Some health literacy techniques would also be great techniques for improving culturally and linguistic competence. Teach-backs—in which you ask a patient to describe back to you in their own words what you’ve explained or instructions you’ve given—could be used to pick up on cultural misunderstandings as well as health literacy issues. Similarly, asking patients to bring in all the medications they use is now done to identify misunderstandings in prescribed medications. It could also be used to identify alternative and complementary medicines a patient is using but may not have thought to tell their doctor about.
Can you briefly describe your recent work on improving health literacy among racially and ethnically diverse health care consumers?
I am leading the effort to create an Item Set to Address Health Literacy for the Hospital Consumer Assessment of Healthcare Providers and Systems (Hospital CAHPS). This survey asks adult inpatients about their experiences with hospital care and services. The item set includes questions on the quality of interpretation services, including complications in asking for an interpreter, language preferences, language proficiency, and other aspects of experiences with interpreters. This information is important to addressing health literacy because interpretation is key for limited English-proficient patients to understand their diagnoses, instructions for care, and other communications.
AHRQ also commissioned the Health Literacy Universal Precautions Toolkit, which offers primary care providers a way to assess their services for health literacy consideration, raise the awareness of staff, and work on specific issues. It is important to assume that all patients can benefit from clear communication and the clarification of understandings around one’s disease.
You wrote a guide on evidence-based decisionmaking for innovations in health care delivery. What should organizations consider when deciding if they should adopt an innovation?
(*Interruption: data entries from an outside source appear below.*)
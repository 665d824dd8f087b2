use super::{TagContext, UrlMatch, UrlSource, stylesheet_matches};
use crate::Options;
use crate::ast::{AttrValue, PositionedNode, PositionedTag};
use crate::html::{STYLE_ATTRIBUTE, STYLE_ELEMENT, url_attributes};
use crate::parser::extract_positioned;
use log::debug;
use std::sync::Arc;

/// URL matches in an HTML document, in document order
pub(super) fn find_markup_urls(source: &str, options: &Options) -> Vec<UrlMatch> {
    let nodes = extract_positioned(source, options.raw_text);
    let mut matches = Vec::new();

    for (index, node) in nodes.iter().enumerate() {
        match node {
            PositionedNode::Tag(tag) => tag_urls(source, index, tag, &mut matches),
            PositionedNode::Text(text) => {
                let after_style = index
                    .checked_sub(1)
                    .and_then(|prev| nodes[prev].as_tag())
                    .is_some_and(|tag| tag.name == STYLE_ELEMENT);
                if after_style {
                    matches.extend(stylesheet_matches(text.text, text.span.start));
                }
            }
        }
    }

    matches
}

fn tag_urls(source: &str, index: usize, tag: &PositionedTag, matches: &mut Vec<UrlMatch>) {
    let mut attributes = None;
    let mut context = |attribute: &str| TagContext {
        tag_index: index,
        tag_name: tag.name.clone(),
        attribute: attribute.to_string(),
        attributes: attributes
            .get_or_insert_with(|| Arc::new(tag.attributes.clone()))
            .clone(),
    };

    let mut seen: Vec<&str> = Vec::new();
    for attribute in url_attributes(&tag.name) {
        // Several prefixes can name the same attribute (`a` and `area`)
        if seen.contains(&attribute) {
            continue;
        }
        seen.push(attribute);

        let Some(span) = present_value_span(tag, attribute) else {
            continue;
        };
        matches.push(UrlMatch {
            span,
            url: source[span.start..span.end].to_string(),
            source: UrlSource::Attribute(context(attribute)),
        });
    }

    if let Some(span) = present_value_span(tag, STYLE_ATTRIBUTE) {
        for m in stylesheet_matches(&source[span.start..span.end], span.start) {
            matches.push(UrlMatch {
                source: UrlSource::StyleAttribute(context(STYLE_ATTRIBUTE)),
                ..m
            });
        }
    }
}

/// Value span of `attribute` when it has a value; bare flags carry no URL
fn present_value_span(tag: &PositionedTag, attribute: &str) -> Option<crate::ast::Span> {
    match tag.attributes.get(attribute)? {
        AttrValue::Present(_) => tag.value_span(attribute),
        AttrValue::Flag => {
            debug!("<{}> has a bare {} attribute; skipping", tag.name, attribute);
            None
        }
    }
}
Would-be adopters should first understand what the innovation is and how it works to see whether it could work in the organization. What is the logic model? Could it work in my organization given its culture, goals, workforce, and resources? What would we have to change? Then, if you determine you could adopt the program, consider if you should. Think about the return on investment, the imperative of the economic advantage, and the organization’s mission. Consider the risks of doing, and not doing, the innovation. If you are still interested, think ahead to the implementation. Adoption often fails when the rubber hits the road so it’s very important to think through what is required once the program is in steady state. Ask how to sustain the program and what strategies you would undertake to scale up the program.
About Cindy Brach, MPP
Cindy Brach is a Senior Health Policy Researcher at AHRQ. She conducts and oversees research on health literacy, cultural and linguistic competence, care management, system design innovations, and Medicaid and State Children’s Health Insurance Program. Brach leads AHRQ’s health literacy and cultural competence activities, such as the development of a TeamSTEPPS module for improving care to patients with limited English proficiency and adapting tools to improve the hospital discharge process for diverse patients. She serves on the Institute of Medicine Roundtable on Health Literacy, the Advisory Group of DiversityRx’s biannual cultural competence conference, the National Quality Forum Cultural Competency Expert Panel, and the National Project Advisory Committee for the CLAS Standards Enhancement of Initiative. Her peer-reviewed articles include “Integrating Literacy, Culture, and Language to Improve Quality of Health Care for Diverse Populations,” “Crossing the Language Chasm,” and “Can Cultural Competency Reduce Ethnic and Racial Health Disparities: A Review and Conceptual Model.” She is also the lead author of “Will It Work Here? A Decisionmaker’s Guide to Adopting Innovations.” Cindy received her Master of Public Policy degree from the University of California, Berkeley, where she was also advanced to PhD candidacy.